What is being asked: Retype every entry below without altering anything.

Records provided below:

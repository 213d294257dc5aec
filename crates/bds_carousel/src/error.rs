//! Error types for bds_carousel

use thiserror::Error;

/// Errors that can occur while configuring or wiring a carousel
#[derive(Error, Debug, Clone, PartialEq, Eq)]
pub enum CarouselError {
    /// Configuration rejected by [`CarouselConfig::validate`](crate::CarouselConfig::validate)
    #[error("Invalid carousel config: {0}")]
    InvalidConfig(String),

    /// A carousel descendant asked for its context outside a provider scope
    #[error("Carousel context requested outside of a carousel provider")]
    MissingProvider,
}

/// Result type for bds_carousel operations
pub type Result<T> = std::result::Result<T, CarouselError>;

End of Records provided.

Exercise output:
repository 213d294257dc5aec
filename crates/bds_carousel/src/error.rs
//! Error types for bds_carousel

use thiserror::Error;

/// Errors that can occur while configuring or wiring a carousel
#[derive(Error, Debug, Clone, PartialEq, Eq)]
pub enum CarouselError {
    /// Configuration rejected by [`CarouselConfig::validate`](crate::CarouselConfig::validate)
    #[error("Invalid carousel config: {0}")]
    InvalidConfig(String),

    /// A carousel descendant asked for its context outside a provider scope
    #[error("Carousel context requested outside of a carousel provider")]
    MissingProvider,
}

/// Result type for bds_carousel operations
pub type Result<T> = std::result::Result<T, CarouselError>;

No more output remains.